В аналитической философии этот вопрос был сформулирован в кантовской терминологии: где граница между аналитическими (т.е. любыми проясняющими) и синтетическими (т.е. любыми расширяющими) высказываниями? Долгие и мучительные поиски ответа на него резюмировал У.В.О. Куайн в знаменитой статье «Две догмы эмпиризма»: «…граница между аналитическими и синтетическими высказываниями просто не проведена. То, что такое различие вообще должно быть проведено, есть неэмпирическая догма эмпириков, предмет метафизической веры» [Куайн 2010, 67]. Я не согласен с этим выводом. Лично мне вопрос о границе между любыми проясняющими (формальными) и любыми расширяющими (содержательными) познавательными процедурами представляется вполне осмысленным, важным и интересным. Но для адекватного обсуждения этого вопроса его необходимо «оторвать» от вопроса о границе между классически понимаемыми аналитическими и синтетическими суждениями.

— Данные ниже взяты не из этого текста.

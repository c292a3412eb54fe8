//! # Plaza Client
//!
//! A typed client for the bol.com Plaza seller API.
//!
//! ## Features
//!
//! - **Schema-driven decoding**: JSON and XML responses walked against
//!   declarative schemas into records with exact decimals and timestamps
//! - **Deterministic request documents**: XML bodies with sorted elements,
//!   fixed indentation and the dialect of each endpoint
//! - **Request signing**: HMAC-SHA256 `X-BOL-Authorization` on every attempt
//! - **Resilient transport**: retries with backoff and client-side rate limiting
//!
//! ## Quick Start
//!
//! ```rust,ignore
//! use plaza_client::{ClientConfig, PlazaApi, Result};
//!
//! #[tokio::main]
//! async fn main() -> Result<()> {
//!     let api = PlazaApi::new(ClientConfig::from_env()?)?;
//!
//!     for order in &api.orders().list(Some(1), None).await? {
//!         println!("{:?}", order.get("orderId"));
//!     }
//!     Ok(())
//! }
//! ```
//!
//! ## Architecture
//!
//! ```text
//! ┌────────────────────────────────────────────────────────────┐
//! │                 PlazaApi resource façades                  │
//! │  orders  shipments  transports  offers  inbounds  ...      │
//! └────────────────────────────────────────────────────────────┘
//!          │                    │                    │
//! ┌────────┴───────┬────────────┴───────┬────────────┴───────┐
//! │     Encode     │        HTTP        │       Decode       │
//! ├────────────────┼────────────────────┼────────────────────┤
//! │ XmlFields      │ Retry / backoff    │ Schema catalog     │
//! │ Namespaces     │ Rate limit         │ JSON / XML trees   │
//! │ List layouts   │ HMAC signing       │ Decimal, DateTime  │
//! └────────────────┴────────────────────┴────────────────────┘
//! ```

#![warn(clippy::all)]
#![warn(clippy::pedantic)]
#![allow(clippy::module_name_repetitions)]
#![allow(clippy::must_use_candidate)]
#![allow(clippy::missing_errors_doc)]
#![allow(clippy::missing_panics_doc)]
#![allow(clippy::doc_markdown)]

// ============================================================================
// Module declarations
// ============================================================================

/// Error types
pub mod error;

/// Common types and type aliases
pub mod types;

/// Response decoding
pub mod decode;

/// Request document encoding
pub mod encode;

/// Response schema catalog
pub mod models;

/// Request signing
pub mod auth;

/// HTTP client with retry and rate limiting
pub mod http;

/// Resource façades
pub mod api;

/// Client configuration
pub mod config;

/// Command-line interface
pub mod cli;

// ============================================================================
// Re-exports
// ============================================================================

pub use error::{Error, Result};
pub use types::*;

pub use api::PlazaApi;
pub use config::{load_config, ClientConfig, Environment};
pub use decode::{Decoded, Payload, Record, RecordList, Schema};
pub use encode::{EncoderConfig, XmlFields, XmlValue};

/// Crate version
pub const VERSION: &str = env!("CARGO_PKG_VERSION");

/// Crate name
pub const NAME: &str = env!("CARGO_PKG_NAME");
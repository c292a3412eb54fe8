//! CLI commands and argument parsing

use crate::types::FulfilmentMethod;
use clap::{Parser, Subcommand};
use std::path::PathBuf;

/// Command line client for the bol.com Plaza seller API
#[derive(Parser, Debug)]
#[command(name = "plaza")]
#[command(author, version, about, long_about = None)]
pub struct Cli {
    /// Client configuration file (YAML); `PLAZA_*` environment variables otherwise
    #[arg(short = 'C', long, global = true)]
    pub config: Option<PathBuf>,

    /// Talk to the test environment
    #[arg(long, global = true)]
    pub test: bool,

    /// Output format
    #[arg(short, long, global = true, default_value = "pretty")]
    pub format: OutputFormat,

    /// Verbose output
    #[arg(short, long, global = true)]
    pub verbose: bool,

    #[command(subcommand)]
    pub command: Commands,
}

/// CLI subcommands
#[derive(Subcommand, Debug)]
pub enum Commands {
    /// List open orders
    Orders {
        #[arg(long)]
        page: Option<u32>,

        /// FBR or FBB
        #[arg(long)]
        fulfilment_method: Option<FulfilmentMethod>,
    },

    /// List shipments
    Shipments {
        #[arg(long)]
        page: Option<u32>,

        /// FBR or FBB
        #[arg(long)]
        fulfilment_method: Option<FulfilmentMethod>,

        #[arg(long)]
        order_id: Option<String>,
    },

    /// Show the status of an asynchronous process
    ProcessStatus {
        /// Process status id
        id: String,
    },

    /// List unhandled returns
    Returns,

    /// List warehouse inventory
    Inventory {
        #[arg(long)]
        page: Option<u32>,

        /// Quantity range, e.g. 0-10
        #[arg(long)]
        quantity: Option<String>,

        /// sufficient or insufficient
        #[arg(long)]
        stock: Option<String>,

        /// saleable or unsaleable
        #[arg(long)]
        state: Option<String>,

        /// EAN, BSKU or title search
        #[arg(long)]
        query: Option<String>,
    },

    /// Encode a JSON file of request fields as a request document (offline)
    Encode {
        /// Root element name, e.g. ShipmentRequest
        root: String,

        /// v1, v2, offers or a namespace URI
        #[arg(long, default_value = "v2")]
        namespace: String,

        /// Group every list under a single element, as inbound requests do
        #[arg(long)]
        inbound: bool,

        /// JSON object with the request fields
        input: PathBuf,
    },

    /// Decode a saved JSON or XML response against a model (offline)
    Decode {
        /// Model name, see `plaza models`
        model: String,

        /// Saved response body
        input: PathBuf,
    },

    /// List the models accepted by `decode`
    Models,
}

/// Output format
#[derive(Debug, Clone, Copy, PartialEq, Eq, clap::ValueEnum)]
pub enum OutputFormat {
    /// Compact JSON, one document per line
    Json,
    /// Indented JSON
    Pretty,
}

#[cfg(test)]
mod tests {
    use super::*;

    #[test]
    fn test_parse_orders() {
        let cli = Cli::try_parse_from([
            "plaza",
            "--test",
            "orders",
            "--page",
            "2",
            "--fulfilment-method",
            "fbb",
        ])
        .unwrap();

        assert!(cli.test);
        assert_eq!(cli.format, OutputFormat::Pretty);
        match cli.command {
            Commands::Orders {
                page,
                fulfilment_method,
            } => {
                assert_eq!(page, Some(2));
                assert_eq!(fulfilment_method, Some(FulfilmentMethod::Fbb));
            }
            other => panic!("unexpected command: {other:?}"),
        }
    }

    #[test]
    fn test_parse_encode_with_global_flags_after_subcommand() {
        let cli = Cli::try_parse_from([
            "plaza",
            "encode",
            "InboundRequest",
            "--namespace",
            "v1",
            "--inbound",
            "request.json",
            "-v",
            "-C",
            "plaza.yaml",
        ])
        .unwrap();

        assert!(cli.verbose);
        assert_eq!(cli.config, Some(PathBuf::from("plaza.yaml")));
        assert!(matches!(
            cli.command,
            Commands::Encode { ref root, inbound: true, .. } if root == "InboundRequest"
        ));
    }

    #[test]
    fn test_parse_rejects_unknown_fulfilment_method() {
        assert!(Cli::try_parse_from(["plaza", "orders", "--fulfilment-method", "xyz"]).is_err());
    }
}
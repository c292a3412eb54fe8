//! Authentication module
//!
//! Plaza requests are authenticated by an HMAC-SHA256 signature over the
//! method, content type, date and path. The [`Signer`] trait is the seam for
//! alternative signing schemes; [`Authenticator`] applies the resulting
//! headers to a request.

mod authenticator;
mod types;

pub use authenticator::{Authenticator, HmacSigner, Signer};
pub use types::{
    format_date, Credentials, SigningRequest, AUTHORIZATION_HEADER, CONTENT_TYPE, DATE_FORMAT,
    DATE_HEADER,
};
/*
This code is part of the shape_ingest geospatial library.
Created: 19/10/2026
Last Modified: 19/10/2026
License: MIT

Notes: Turns raw rings, as read from WKT or a shapefile, into shapes that are
safe to compare near the antimeridian. A ring that crosses the dateline is
first unwrapped so that its longitudes run continuously past +180, then the
unwrapped geometry is cut back into the standard -180..180 range.
*/
mod convert;
mod pages;
pub(crate) mod relate;
mod unwrap;
mod validity;

pub use self::relate::matrix_to_relation;
pub use self::unwrap::{unwrap_ring, UnwrappedRing};

use crate::algorithms::poly_in_poly;
use crate::structures::{LinearRing, MultiPolygon, Point2D, Polygon, Rectangle, Shape};
use tracing::debug;

#[derive(Debug, Clone, PartialEq, thiserror::Error)]
pub enum GeometryError {
    #[error("a linear ring needs at least 4 points, found {len}")]
    RingTooShort { len: usize },

    #[error("linear ring is not closed: first point {first} differs from last point {last}")]
    RingNotClosed { first: Point2D, last: Point2D },

    #[error("the inner ring starting at {hole_start} doesn't appear to be within the exterior ring starting at {shell_start}")]
    HoleNotContained {
        shell_start: Point2D,
        hole_start: Point2D,
    },

    #[error("invalid geometry: {0}")]
    InvalidGeometry(String),
}

/// A polygon exactly as it was read: a shell and holes, not yet checked.
#[derive(Clone, Debug, Default, PartialEq)]
pub struct RawPolygon {
    pub shell: Vec<Point2D>,
    pub holes: Vec<Vec<Point2D>>,
}

/// Geometry as produced by the readers, before normalization.
#[derive(Clone, Debug, PartialEq)]
pub enum RawGeometry {
    Point(Point2D),
    Polygon(RawPolygon),
    MultiPolygon(Vec<RawPolygon>),
}

/// Normalizes raw geometry into a valid, antimeridian-safe Shape.
///
/// Polygons keep their kind unless cutting at the antimeridian splits them,
/// in which case a MultiPolygon is returned.
pub fn normalize(raw: &RawGeometry) -> Result<Shape, GeometryError> {
    let (members, is_multi) = match raw {
        RawGeometry::Point(p) => return Ok(Shape::Point(*p)),
        RawGeometry::Polygon(p) => (vec![unwrap_polygon(p)?], false),
        RawGeometry::MultiPolygon(ps) => (
            ps.iter()
                .map(unwrap_polygon)
                .collect::<Result<Vec<_>, _>>()?,
            true,
        ),
    };
    if members.is_empty() {
        return Ok(Shape::MultiPolygon(MultiPolygon::new(vec![])));
    }

    let members = repair_overlaps(members)?;
    let extent = plain_extent(&members);
    let mut polygons = pages::cut_into_pages(members, &extent)?;
    validity::check(&polygons)?;
    let bbox = covering_extent(&polygons);

    if polygons.len() == 1 && !is_multi {
        if let Some(poly) = polygons.pop() {
            return Ok(Shape::Polygon(poly.with_bounding_box(bbox)));
        }
    }
    Ok(Shape::MultiPolygon(
        MultiPolygon::new(polygons).with_bounding_box(bbox),
    ))
}

/// Builds the rings of one polygon and unwraps them across the dateline.
fn unwrap_polygon(raw: &RawPolygon) -> Result<Polygon, GeometryError> {
    let shell = LinearRing::new(raw.shell.clone())?;
    let holes = raw
        .holes
        .iter()
        .map(|h| LinearRing::new(h.clone()))
        .collect::<Result<Vec<_>, _>>()?;

    let unwrapped = unwrap_ring(shell.points());
    let crossings = unwrapped.crossings();
    if crossings == 0 {
        return Ok(Polygon::new(shell, holes));
    }
    let shell = LinearRing::new(unwrapped.points)?;
    debug!("shell crosses the dateline {} time(s)", crossings);

    let mut aligned = Vec::with_capacity(holes.len());
    for raw_hole in holes {
        let mut hole = LinearRing::new(unwrap_ring(raw_hole.points()).points)?;
        let mut shift_count = 0;
        while !poly_in_poly(hole.points(), shell.points()) {
            if shift_count > crossings {
                return Err(GeometryError::HoleNotContained {
                    shell_start: raw.shell[0],
                    hole_start: raw_hole.points()[0],
                });
            }
            hole = hole.translate_x(360f64);
            shift_count += 1;
        }
        aligned.push(hole);
    }
    Ok(Polygon::new(shell, aligned))
}

/// Unions the members of a collection when any of them overlap.
fn repair_overlaps(members: Vec<Polygon>) -> Result<Vec<Polygon>, GeometryError> {
    let overlapping = members.iter().enumerate().any(|(i, a)| {
        members[i + 1..]
            .iter()
            .any(|b| a.bounding_box().overlaps(&b.bounding_box()))
    });
    if !overlapping {
        return Ok(members);
    }
    debug!("unioning {} overlapping polygons", members.len());
    let unioned = convert::union_all(members.iter().map(convert::polygon_to_geo));
    convert::polygons_from_geo(&unioned)
}

/// The plain extent of the members' shells; may lie outside -180..180.
fn plain_extent(members: &[Polygon]) -> Rectangle {
    let mut extent = members[0].bounding_box();
    for p in &members[1..] {
        extent.expand_to(&p.bounding_box());
    }
    extent
}

/// The smallest longitude arc, and the latitude range, covering polygons
/// that lie in -180..180. Runs touching +180 and -180 join across the
/// dateline, in which case the result has `min_x > max_x`.
fn covering_extent(polygons: &[Polygon]) -> Rectangle {
    if polygons.is_empty() {
        return Rectangle::default();
    }
    let (mut min_y, mut max_y) = (f64::INFINITY, f64::NEG_INFINITY);
    let mut spans: Vec<(f64, f64)> = Vec::with_capacity(polygons.len());
    for p in polygons {
        let b = p.shell().bounding_box();
        min_y = min_y.min(b.min_y);
        max_y = max_y.max(b.max_y);
        spans.push((b.min_x, b.max_x));
    }
    spans.sort_by(|a, b| a.0.total_cmp(&b.0));

    let mut runs: Vec<(f64, f64)> = vec![spans[0]];
    for &(lo, hi) in &spans[1..] {
        match runs.last_mut() {
            Some(run) if lo <= run.1 => run.1 = run.1.max(hi),
            _ => runs.push((lo, hi)),
        }
    }

    // the gap that wraps past the dateline is preferred on a tie
    let first = runs[0];
    let last = runs[runs.len() - 1];
    let mut widest_gap = first.0 + 360f64 - last.1;
    let mut bbox = Rectangle::new(first.0, last.1, min_y, max_y);
    for w in runs.windows(2) {
        let gap = w[1].0 - w[0].1;
        if gap > widest_gap {
            widest_gap = gap;
            bbox = Rectangle::new(w[1].0, w[0].1, min_y, max_y);
        }
    }
    if widest_gap <= 0f64 {
        return Rectangle::new(-180f64, 180f64, min_y, max_y);
    }
    bbox
}
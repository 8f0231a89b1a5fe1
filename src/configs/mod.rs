/*
This code is part of the shape_ingest geospatial library.
Created: 19/10/2026
Last Modified: 19/10/2026
License: MIT
*/
use serde_derive::{Deserialize, Serialize};
use std::fs;
use std::path::{Path, PathBuf};

pub const SETTINGS_FILE: &str = "settings.json";

/// How a preload file separates a shape's name from its WKT.
#[derive(Serialize, Deserialize, Debug, Clone, Copy, PartialEq)]
#[serde(rename_all = "lowercase")]
pub enum LineDelimiter {
    /// `name:WKT`
    Colon,
    /// `name WKT`, split at the first run of whitespace
    Whitespace,
}

impl LineDelimiter {
    /// Splits a line into its name and WKT parts.
    pub fn split<'a>(&self, line: &'a str) -> Option<(&'a str, &'a str)> {
        let (name, wkt) = match self {
            LineDelimiter::Colon => line.split_once(':')?,
            LineDelimiter::Whitespace => line.trim_start().split_once(char::is_whitespace)?,
        };
        Some((name.trim(), wkt.trim()))
    }
}

/// A structure to hold environment settings. Backed by a settings.json file.
#[derive(Serialize, Deserialize, Debug, Clone, PartialEq)]
#[serde(default)]
pub struct Configs {
    pub verbose_mode: bool,
    /// Directory of shape definition files loaded into the registry at startup.
    pub shapes_directory: Option<PathBuf>,
    pub line_delimiter: LineDelimiter,
    /// The .dbf field holding each shape's name.
    pub name_field: String,
    /// Worker threads for preloading; -1 uses every core.
    pub max_procs: isize,
    pub fetch_timeout_secs: u64,
}

impl Default for Configs {
    fn default() -> Configs {
        Configs {
            verbose_mode: false,
            shapes_directory: None,
            line_delimiter: LineDelimiter::Colon,
            name_field: "name".to_string(),
            max_procs: -1,
            fetch_timeout_secs: 90,
        }
    }
}

impl Configs {
    pub fn new() -> Configs {
        Configs::default()
    }

    /// The number of worker threads to use.
    pub fn num_procs(&self) -> usize {
        if self.max_procs > 0 {
            self.max_procs as usize
        } else {
            num_cpus::get()
        }
    }
}

/// Reads the settings file, falling back to the defaults when it doesn't
/// exist. A file that exists but can't be parsed is an error.
pub fn get_configs<P: AsRef<Path>>(config_file: P) -> crate::Result<Configs> {
    match fs::read_to_string(config_file.as_ref()) {
        Ok(contents) => Ok(serde_json::from_str(&contents)?),
        Err(e) if e.kind() == std::io::ErrorKind::NotFound => Ok(Configs::new()),
        Err(e) => Err(e.into()),
    }
}

pub fn save_configs<P: AsRef<Path>>(configs: &Configs, config_file: P) -> crate::Result<()> {
    let configs_json = serde_json::to_string_pretty(configs)?;
    fs::write(config_file, configs_json)?;
    Ok(())
}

4. Четвертый способ рационализировать тот факт, что наивно понимаемый анализ оставляет синтез без предмета, предлагает М.К. Мамардашвили. Автор подчеркивает, что в объективном мире анализ не включает в себя синтез: «Практическое расчленение и воссоединение предмета исключают друг друга (расчленение предмета не дает его соединения)». А вот «в применении к логическому процессу мы будем говорить об анализе посредством синтеза и наоборот» [Мамардашвили 1958, 6]. Получается, что синтез – это одновременно и анализ, а анализ одновременно и синтез. Автор называет это решение проблемы диалектическим.

Статья Мамардашвили, в которой изложена эта точка зрения, стала общепризнанной вехой в отечественных исследованиях проблемы анализа и синтеза. Она на долгие годы задала уровень ее понимания и решения. Например, Е.М. Бабосов трактует анализ «не просто как расчленение целого на части, а как процесс выделения из многообразных связей предмета существенных связей», т.е. как синтез [Бабосов 1963, 14]. Но со времени публикации статьи М.К. Мамардашвили прошло больше полувека, и интересно было бы взглянуть на нее с современной точки зрения. Назовем вещи своими именами: формула «анализ посредством синтеза и наоборот» бессмысленна. Бессмыслицу нередко принимают за высшую мудрость, недоступную простым смертным. Интерпретация подобных формул как образцов диалектики привела к ее дискредитации и вынудила известного отечественного философа В.С. Швырева заявить в одной из личных бесед: «Диалектика – это цирк». Я согласен: такая «диалектика» – это действительно цирк.

Итак, я рассмотрел четыре отношения к тому факту, что наивная трактовка анализа исключает синтез из числа методов исследования: 1) игнорирование этого факта; 2) исключение синтеза из числа познавательных процедур, 3) утверждение, что анализ проясняет, а синтез расширяет наши знания; 4) формулу «анализ посредством синтеза и наоборот». Была показана неудовлетворительность этих точек зрения. Возникает естественный вопрос: если эту трудность наивной трактовки анализа не удается разрешить на основе ее исходных принципов, то почему бы не отказаться от этих принципов и не перейти на позиции критической трактовки анализа и синтеза, где эта трудность просто не возникает? Испытаем эту возможность.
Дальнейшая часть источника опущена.